(Records for the task begins)
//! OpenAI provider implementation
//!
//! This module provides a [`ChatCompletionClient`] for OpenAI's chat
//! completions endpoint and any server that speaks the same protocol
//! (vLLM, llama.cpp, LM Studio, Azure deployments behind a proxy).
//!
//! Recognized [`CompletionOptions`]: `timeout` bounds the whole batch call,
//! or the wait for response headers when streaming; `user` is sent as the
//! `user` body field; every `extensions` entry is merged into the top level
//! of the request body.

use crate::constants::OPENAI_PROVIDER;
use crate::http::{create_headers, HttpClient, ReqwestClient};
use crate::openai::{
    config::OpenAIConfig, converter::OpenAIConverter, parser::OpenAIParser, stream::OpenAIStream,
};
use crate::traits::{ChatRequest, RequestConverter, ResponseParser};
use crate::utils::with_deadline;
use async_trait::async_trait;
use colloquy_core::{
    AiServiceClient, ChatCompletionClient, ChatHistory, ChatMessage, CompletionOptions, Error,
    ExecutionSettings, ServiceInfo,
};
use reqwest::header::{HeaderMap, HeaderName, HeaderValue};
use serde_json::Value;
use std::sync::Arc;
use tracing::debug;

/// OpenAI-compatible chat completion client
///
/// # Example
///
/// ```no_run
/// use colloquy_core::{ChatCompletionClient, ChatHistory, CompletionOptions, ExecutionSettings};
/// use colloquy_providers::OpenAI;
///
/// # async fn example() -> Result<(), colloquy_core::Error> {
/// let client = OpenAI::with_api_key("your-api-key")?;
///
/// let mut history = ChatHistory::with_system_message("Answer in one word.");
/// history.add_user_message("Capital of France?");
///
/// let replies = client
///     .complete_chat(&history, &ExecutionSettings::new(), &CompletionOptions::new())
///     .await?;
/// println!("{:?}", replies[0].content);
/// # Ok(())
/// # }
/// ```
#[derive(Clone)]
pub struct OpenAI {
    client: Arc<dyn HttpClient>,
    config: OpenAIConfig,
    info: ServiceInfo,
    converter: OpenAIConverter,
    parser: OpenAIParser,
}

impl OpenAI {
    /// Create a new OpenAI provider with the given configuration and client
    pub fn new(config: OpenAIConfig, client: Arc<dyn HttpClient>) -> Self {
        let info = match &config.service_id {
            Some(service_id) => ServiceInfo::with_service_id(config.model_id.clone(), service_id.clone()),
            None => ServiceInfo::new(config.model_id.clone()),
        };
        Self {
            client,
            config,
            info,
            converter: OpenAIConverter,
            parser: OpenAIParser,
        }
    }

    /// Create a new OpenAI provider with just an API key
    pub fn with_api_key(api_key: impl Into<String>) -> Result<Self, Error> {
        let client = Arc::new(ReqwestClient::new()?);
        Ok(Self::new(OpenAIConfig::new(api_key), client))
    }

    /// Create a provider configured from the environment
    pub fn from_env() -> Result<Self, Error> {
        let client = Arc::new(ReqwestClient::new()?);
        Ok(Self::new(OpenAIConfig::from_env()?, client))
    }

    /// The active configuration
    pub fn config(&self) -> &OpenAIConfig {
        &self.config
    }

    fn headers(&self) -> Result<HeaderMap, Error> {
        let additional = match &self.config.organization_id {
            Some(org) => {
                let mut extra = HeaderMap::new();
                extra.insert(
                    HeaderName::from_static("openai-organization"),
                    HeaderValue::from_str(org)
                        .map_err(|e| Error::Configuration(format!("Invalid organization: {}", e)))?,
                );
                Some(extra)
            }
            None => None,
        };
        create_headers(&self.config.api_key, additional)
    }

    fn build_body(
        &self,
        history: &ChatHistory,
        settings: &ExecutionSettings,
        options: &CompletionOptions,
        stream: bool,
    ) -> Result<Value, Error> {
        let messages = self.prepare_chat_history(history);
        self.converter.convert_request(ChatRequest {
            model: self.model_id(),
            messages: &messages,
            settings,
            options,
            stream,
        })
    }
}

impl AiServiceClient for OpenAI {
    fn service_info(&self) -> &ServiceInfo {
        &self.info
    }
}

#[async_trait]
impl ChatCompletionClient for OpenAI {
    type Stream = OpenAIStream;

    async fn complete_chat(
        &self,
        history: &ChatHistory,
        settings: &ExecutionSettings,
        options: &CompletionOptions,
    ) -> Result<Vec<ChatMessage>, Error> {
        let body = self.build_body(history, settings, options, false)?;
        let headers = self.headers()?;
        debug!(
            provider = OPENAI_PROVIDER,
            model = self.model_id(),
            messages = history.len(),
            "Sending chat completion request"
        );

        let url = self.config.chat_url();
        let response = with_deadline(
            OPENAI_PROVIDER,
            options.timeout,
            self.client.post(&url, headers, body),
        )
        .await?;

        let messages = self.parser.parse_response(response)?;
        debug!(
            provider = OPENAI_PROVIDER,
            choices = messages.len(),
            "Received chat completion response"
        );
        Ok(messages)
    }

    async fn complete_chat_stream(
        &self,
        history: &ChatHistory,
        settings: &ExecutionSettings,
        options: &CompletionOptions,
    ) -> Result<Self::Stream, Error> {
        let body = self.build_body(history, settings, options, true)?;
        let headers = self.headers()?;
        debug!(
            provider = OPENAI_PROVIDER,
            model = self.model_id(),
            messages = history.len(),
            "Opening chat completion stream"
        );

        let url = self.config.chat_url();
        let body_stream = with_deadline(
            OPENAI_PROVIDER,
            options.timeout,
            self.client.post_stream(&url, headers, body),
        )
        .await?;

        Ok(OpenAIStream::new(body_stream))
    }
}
(Records for the task ends)
● What needs to be done
Using the records above, gather all lines where the string "HttpClient" is present.

● Task result
use crate::http::{create_headers, HttpClient, ReqwestClient};
    client: Arc<dyn HttpClient>,
    pub fn new(config: OpenAIConfig, client: Arc<dyn HttpClient>) -> Self {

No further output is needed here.